FIG. 1.

(A) Amino acid sequences of the wild-type pediocin-like bacteriocins used in this study. Regions where the sequences are identical to the sequence in pediocin PA-1 are in white with a black background. The brackets above and below the sequences indicate the regions from which the 15-mer fragments were derived. The Ped-15-mer, Sak-15-mer, and Leu-15-mer fragments span residues 20 to 34 of pediocin PA-1, sakacin P, and leucocin A, respectively, whereas the Ent-15-mer fragment spans residues 25 to 34 of enterocin A and the Cur-15-mer fragment spans residues 21 to 35 of curvacin A. (B) Amino acid sequences of the hybrid bacteriocins used in this study.
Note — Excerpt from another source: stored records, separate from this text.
//! Sliding-window text chunking

use serde::{Deserialize, Serialize};

use crate::error::{Error, Result};
use crate::text::normalize_whitespace;

/// A window of the whitespace-normalized source text
#[derive(Debug, Clone, PartialEq, Eq, Serialize, Deserialize)]
pub struct Chunk {
    pub text: String,
    pub index: usize,
}

/// Split `text` into overlapping windows of `size` characters.
///
/// Whitespace runs are collapsed first. Window `i` starts at character
/// `i * (size - overlap)`; the last window is clipped to the end of the text.
/// Empty or whitespace-only input yields no chunks.
pub fn chunk(text: &str, size: usize, overlap: usize) -> Result<Vec<Chunk>> {
    if size == 0 {
        return Err(Error::invalid_input("chunk size must be greater than zero"));
    }
    if overlap >= size {
        return Err(Error::invalid_input(format!(
            "chunk overlap ({overlap}) must be smaller than chunk size ({size})"
        )));
    }

    let normalized = normalize_whitespace(text);
    if normalized.is_empty() {
        return Ok(Vec::new());
    }

    // Work on chars so windows never split a UTF-8 sequence
    let chars: Vec<char> = normalized.chars().collect();
    let step = size - overlap;
    let len = chars.len();

    let mut chunks = Vec::with_capacity(len / step + 1);
    let mut start = 0;
    while start < len {
        let end = (start + size).min(len);
        chunks.push(Chunk {
            text: chars[start..end].iter().collect(),
            index: chunks.len(),
        });
        if end == len {
            break;
        }
        start += step;
    }

    Ok(chunks)
}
The Sak[1-19]/Ped[16-44] hybrid consists of the N-terminal half of sakacin P (residues 1 to 19) and the C-terminal half of pediocin PA-1 (residues 16 to 44). Residues 16 to 19 of sakacin P and pediocin PA-1 are identical and are in white with a black background. The terminology and use of white with a black background are analogous for the other hybrid bacteriocins. Note that there is a conservative mutation, V17I, in the Cur[1-18]/Sak[18-43] hybrid. (C) Amino acid sequences of the sakacin P variant. This variant has a disulfide bridge in its C-terminal half, since two cysteine residues have been introduced into sakacin P, at positions 24 and 44, both indicated in white with a black background. (The sequences are based on data from references 18, 23, and 24 for pediocin PA-1; reference 3 for enterocin A; references 19 and 31 for curvacin A; reference 30 for sakacin P; and reference 15 for leucocin A.)